In this honest and heartfelt episode about the power of writing a reckoning (rather than a tell-all), guest Kiese Laymon shares why he wrote his latest memoir, Heavy, as a letter to his mother, how writing the book came at a cost, and what having “arrived” as a writer both changes and doesn’t change his trajectory as a writer. This is a show about reinventing forms, writing the book you need to write as a soul-cleansing, and the layered meanings that reside in all of our stories.
ABOUT KIESE LAYMON
Kiese Laymon is the author of three books: a novel, Long Division, and two memoirs, How to Slowly Kill Yourself and Others in America and Heavy, which won the 2019 Andrew Carnegie Medal for Excellence in Nonfiction. His work deals with American racism, feminism, family, masculinity, geography, Hip-hop, and Southern black life. His provocations, essays, and other works of short fiction appear on his blog, Cold Drank. Laymon has been published in numerous online publications.He teaches English and Creative Writing at the University of Mississippi.
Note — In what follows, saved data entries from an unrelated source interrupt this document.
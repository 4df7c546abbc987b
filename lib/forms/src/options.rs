//! Declarative validation options for one field.

use serde::{Deserialize, Serialize};

/// Which checks a field opts into. Everything is off by default; bounds are
/// `None` when not set, so a genuine bound of `0` stays expressible.
///
/// `phone` and `pattern` are mutually exclusive by contract; when both are
/// supplied, `phone` wins and the generic pattern is ignored.
#[derive(Debug, Clone, Default, PartialEq, Serialize, Deserialize)]
#[serde(default, rename_all = "camelCase")]
pub struct FieldOptions {
    pub required: bool,
    pub phone: bool,
    #[serde(skip_serializing_if = "Option::is_none")]
    pub pattern: Option<String>,
    pub email: bool,
    #[serde(skip_serializing_if = "Option::is_none")]
    pub min: Option<f64>,
    #[serde(skip_serializing_if = "Option::is_none")]
    pub max: Option<f64>,
    #[serde(skip_serializing_if = "Option::is_none")]
    pub max_length: Option<usize>,
    #[serde(skip_serializing_if = "Option::is_none")]
    pub min_length: Option<usize>,
    #[serde(skip_serializing_if = "Option::is_none")]
    pub min_words: Option<usize>,
    pub validate_password: bool,
    #[serde(skip_serializing_if = "Option::is_none")]
    pub confirm_password: Option<String>,
}

impl FieldOptions {
    pub fn new() -> Self {
        Self::default()
    }

    pub fn required(mut self) -> Self {
        self.required = true;
        self
    }

    pub fn phone(mut self) -> Self {
        self.phone = true;
        self
    }

    pub fn pattern(mut self, pattern: &str) -> Self {
        self.pattern = Some(pattern.to_string());
        self
    }

    pub fn email(mut self) -> Self {
        self.email = true;
        self
    }

    pub fn min(mut self, min: f64) -> Self {
        self.min = Some(min);
        self
    }

    pub fn max(mut self, max: f64) -> Self {
        self.max = Some(max);
        self
    }

    pub fn max_length(mut self, n: usize) -> Self {
        self.max_length = Some(n);
        self
    }

    pub fn min_length(mut self, n: usize) -> Self {
        self.min_length = Some(n);
        self
    }

    pub fn min_words(mut self, n: usize) -> Self {
        self.min_words = Some(n);
        self
    }

    pub fn validate_password(mut self) -> Self {
        self.validate_password = true;
        self
    }

    pub fn confirm_password(mut self, other: &str) -> Self {
        self.confirm_password = Some(other.to_string());
        self
    }
}
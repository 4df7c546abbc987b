//! Student page states.

use eduva_derive::state;
use serde::{Deserialize, Serialize};

use crate::model::Student;

/// Student list page, stored at `pages/students/list`.
#[state("pages/students/list")]
#[derive(Serialize, Deserialize)]
#[serde(rename_all = "camelCase")]
pub struct StudentList {
    pub rows: Vec<Student>,
    pub count: i64,
    pub loading: bool,
    #[serde(skip_serializing_if = "Option::is_none")]
    pub error: Option<String>,
}

/// Student detail page, stored at `pages/students/detail`.
#[state("pages/students/detail")]
#[derive(Serialize, Deserialize)]
#[serde(rename_all = "camelCase")]
pub struct StudentDetail {
    #[serde(skip_serializing_if = "Option::is_none")]
    pub student: Option<Student>,
    pub loading: bool,
    #[serde(skip_serializing_if = "Option::is_none")]
    pub error: Option<String>,
}
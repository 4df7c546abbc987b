//! `portald` — the EDUVA portal host daemon.
//!
//! Usage:
//!   portald -c <context-name-or-path> [--listen <addr>] [--offline]
//!
//! The context name resolves to `/etc/eduva/<name>.toml`.
//! If a path with `/` or `.` is given, it's used directly.
//!
//! Runs one [`Portal`] and serves its state and intents as JSON, for
//! shells that render out of process (kiosks, smoke tests, the demo UI).

mod config;
mod routes;

use std::sync::Arc;
use std::time::Duration;

use chrono::{Datelike, Utc};
use clap::Parser;
use eduva_portal::request::SetLocaleReq;
use eduva_portal::{i18n, Portal};
use tracing::info;

use config::PortalConfig;
use routes::AppState;

/// EDUVA portal host.
#[derive(Parser, Debug)]
#[command(name = "portald", about = "EDUVA portal host")]
struct Cli {
    /// Context name or path to config file.
    #[arg(short = 'c', long = "config")]
    config: Option<String>,

    /// Listen address (overrides the configured one).
    #[arg(long = "listen")]
    listen: Option<String>,

    /// Serve the seeded in-memory backend instead of a real API.
    #[arg(long = "offline")]
    offline: bool,
}

#[tokio::main]
async fn main() -> anyhow::Result<()> {
    // Initialize logging.
    tracing_subscriber::fmt()
        .with_env_filter(
            tracing_subscriber::EnvFilter::try_from_default_env()
                .unwrap_or_else(|_| "info".into()),
        )
        .init();

    let cli = Cli::parse();

    // Load host configuration; flags override file values.
    let mut config = match &cli.config {
        Some(name) => {
            let path = PortalConfig::resolve_path(name);
            info!("Loading configuration from {}", path.display());
            PortalConfig::load(&path)?
        }
        None => PortalConfig::default(),
    };
    if cli.offline {
        config.offline = true;
    }
    if let Some(listen) = cli.listen {
        config.listen = listen;
    }
    config.verify()?;

    // Build the portal and bring it to the first-render state.
    let portal = if config.offline {
        info!("Serving the seeded offline backend");
        Portal::offline()
    } else {
        info!(api = %config.api_base_url, "Connecting to the EDUVA backend");
        Portal::connect(&config.api_base_url)
    };
    if let Some(token) = &config.token {
        portal.token().set(token);
    }
    portal.initialize().await;
    if config.locale != i18n::DEFAULT_LOCALE {
        portal
            .engine()
            .emit(
                SetLocaleReq::PATH,
                SetLocaleReq {
                    locale: config.locale.clone(),
                },
            )
            .await;
    }

    // Keep the footer year honest across New Year without a restart.
    let year = portal.layout().year.clone();
    tokio::spawn(async move {
        let mut tick = tokio::time::interval(Duration::from_secs(3600));
        tick.tick().await;
        loop {
            tick.tick().await;
            let now = Utc::now().year();
            if year.get() != now {
                year.set(now);
            }
        }
    });

    // Serve.
    let state = AppState {
        portal: Arc::new(portal),
    };
    let app = routes::build_router(state);

    let listener = tokio::net::TcpListener::bind(&config.listen).await?;
    info!("portald listening on {}", config.listen);
    axum::serve(listener, app).await?;

    Ok(())
}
The Takeaway: Layering Meaning Into Your Story
Is there a deeper truth underneath the story that is currently unfolding for you? Like Kiese you might have one story—like his story of weight loss—only to find out that the deeper story is so much more. I think this is often the case when we move past the personal and examine the cultural, the deeper influences that have shaped our stories. Make a list of themes that you’re currently working with, or that you might want to write about some day. As yourself the question: How are these themes personal? And then, How are these themes cultural? And then: How are these themes universal? This is an excellent starting point for begging to layer meaning into your writing, and where memoir is concerned, that’s a blue ribbon recipe.